Bij beschikking van 29 juni 2020 heeft de rechtbank Amsterdam de voorlopige hechtenis van [eiser] opgeheven. In deze beschikking heeft de rechtbank overwogen dat vast is komen te staan dat [eiser] daadwerkelijk negen steengroeven heeft aangekocht en (deels) heeft geëxploiteerd en dat de rechtbank onder die omstandigheden geen ernstige bezwaren aanwezig vindt voor de beschuldigingen.
2.6.
In het voorjaar van 2022 heeft het Openbaar Ministerie aan [eiser] aangekondigd tot vervolging over te gaan. Aan [eiser] is een concept-tenlastelegging verstrekt.
2.7.
Later, in 2024, heeft het Openbaar Ministerie een aangepaste concept-tenlastelegging verstrekt. Daarin is de verdenking van oplichting vervallen en de verdenking van verduistering teruggebracht tot € 40 miljoen. Blijven staan is de verdenking van de verduistering van geld van [naam] , mede met behulp van vervalste stukken, en het witwassen daarvan.
2.8.
In de regiefase van het strafrechtelijk onderzoek heeft [eiser] verschillende onderzoekswensen kenbaar gemaakt, waaronder het horen van een groot aantal getuigen. [eiser] heeft niet verzocht om [naam] als getuige te horen. In de periode tussen 2023 en 2025 zijn diverse getuigen gehoord; [naam] is niet als getuige gehoord.
2.9.
Vanaf medio 2022 hebben het Openbaar Ministerie en [eiser] gesprekken gevoerd over een buitengerechtelijke afdoening van de strafzaak. In dat kader heeft het Openbaar Ministerie onder meer als voorwaarde gesteld dat de steengroeves in Iran door een onafhankelijk accountantskantoor dienden te worden gewaardeerd. Verder is gesproken over zekerheidstelling door [eiser] .
2.10.
In april 2025 heeft [eiser] aan het Openbaar Ministerie laten weten dat de waardering van de steengroeven op basis van – volgens hem – ontlastende stukken uit Iran mogelijk achterwege kan blijven. Daarbij heeft hij een sepotverzoek gedaan. De ontlastende stukken bestaan uit bescheiden waaruit zou blijken dat [eiser] de door [naam] geïnvesteerde gelden (en meer) heeft aangewend voor de aankoop van de steengroeves.
2.11.
Op 14 april 2025 heeft het Openbaar Ministerie [eiser] ervan in kennis gesteld dat hij voornemens is [eiser] te dagvaarden voor de meervoudige strafkamer van de rechtbank Amsterdam.
2.12.
Bij brief van 22 mei 2025 heeft de officier van justitie het sepotverzoek afgewezen. In deze brief heeft de officier van justitie geschreven dat de nieuwe stukken worden toegevoegd aan het dossier, maar dat zij geen aanleiding geven om de beslissing tot dagvaarden te herzien. Daarnaast heeft de officier van justitie zich op het standpunt gesteld dat in de contacten over alternatieve afdoening nooit is toegezegd dat de bevoegdheid tot dagvaarden daardoor werd beperkt.

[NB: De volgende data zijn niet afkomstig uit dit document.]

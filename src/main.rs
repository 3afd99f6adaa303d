mod cli;
mod commands;

use anyhow::Context;
use clap::Parser;
use quarry_core::AppContext;
use quarry_core::config::{Config, resolve_config_path};
use tokio_util::sync::CancellationToken;

use crate::cli::Cli;

#[tokio::main]
async fn main() -> anyhow::Result<()> {
    init_subscriber();
    let cli = Cli::parse();

    let config_path = resolve_config_path(cli.config.as_deref());
    let config = Config::load(&config_path)
        .with_context(|| format!("failed to load {}", config_path.display()))?;
    let app = AppContext::build(config).await?;

    let cancel = CancellationToken::new();
    let signal = cancel.clone();
    tokio::spawn(async move {
        if let Err(e) = tokio::signal::ctrl_c().await {
            tracing::error!("failed to listen for ctrl-c: {e:#}");
            return;
        }
        tracing::info!("received shutdown signal, finishing in-flight files");
        signal.cancel();
    });

    let mut stdout = std::io::stdout().lock();
    let result = commands::run(&app, cli.command, &cancel, &mut stdout).await;
    app.shutdown();
    result
}

fn init_subscriber() {
    use tracing_subscriber::layer::SubscriberExt;
    use tracing_subscriber::util::SubscriberInitExt;

    let filter = tracing_subscriber::EnvFilter::try_from_default_env()
        .unwrap_or_else(|_| tracing_subscriber::EnvFilter::new("info"));
    tracing_subscriber::registry()
        .with(filter)
        .with(tracing_subscriber::fmt::layer().with_writer(std::io::stderr))
        .init();
}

Lastercampagne en aangifte(s) tegen [naam]
2.13.
In 2020 heeft [eiser] aangifte gedaan tegen [naam] wegens laster. De achtergrond hiervan is dat er volgens [eiser] sinds 2017 sprake is van een lastercampagne tegen hem en zijn ondernemingen en dat [naam] daarachter zit. Deze aangifte is geseponeerd. De daartegen gerichte klacht van [eiser] is afgewezen.
Civiele zaken
2.14.
[naam] heeft bij de rechtbank Amsterdam een civiele procedure aanhangig gemaakt tegen [eiser] en (onder meer) terugbetaling van de door hem geïnvesteerde bedragen gevorderd. Bij uitvoerbaar bij voorraad verklaard vonnis van 26 juli 2023 heeft de rechtbank de tussen partijen gesloten vaststellingsovereenkomst ontbonden en [eiser] uit hoofde van de leningsovereenkomsten veroordeeld tot betaling van € 75,3 miljoen, te vermeerderen met rente. Tegen dit vonnis is hoger beroep ingesteld. De datum voor het arrest stond ten tijde van de mondelinge behandeling gepland op 15 juli 2025.
2.15.
In 2024 heeft [eiser] bij de rechtbank Amsterdam een kort geding aanhangig gemaakt tegen [naam] . In dit kort geding heeft [eiser] afgifte van geluidsopnamen en informatie gevorderd met betrekking tot gesprekken die [naam] zou hebben gevoerd in het kader van de tegen [eiser] gevoerde lastercampagne. In dit kort geding heeft [naam] in reconventie gevorderd dat [eiser] inzage zou geven in zijn vermogenspositie en dat hij afschrift zou verstrekken van bepaalde processtukken uit het strafrechtelijk onderzoek Princess. Bij vonnis van 14 augustus 2024 heeft de voorzieningenrechter de vorderingen over en weer afgewezen. Tegen dit vonnis is hoger beroep in gesteld. Ook in deze zaak stond, ten tijde van de mondelinge behandeling, het arrest gepland op 15 juli 2025.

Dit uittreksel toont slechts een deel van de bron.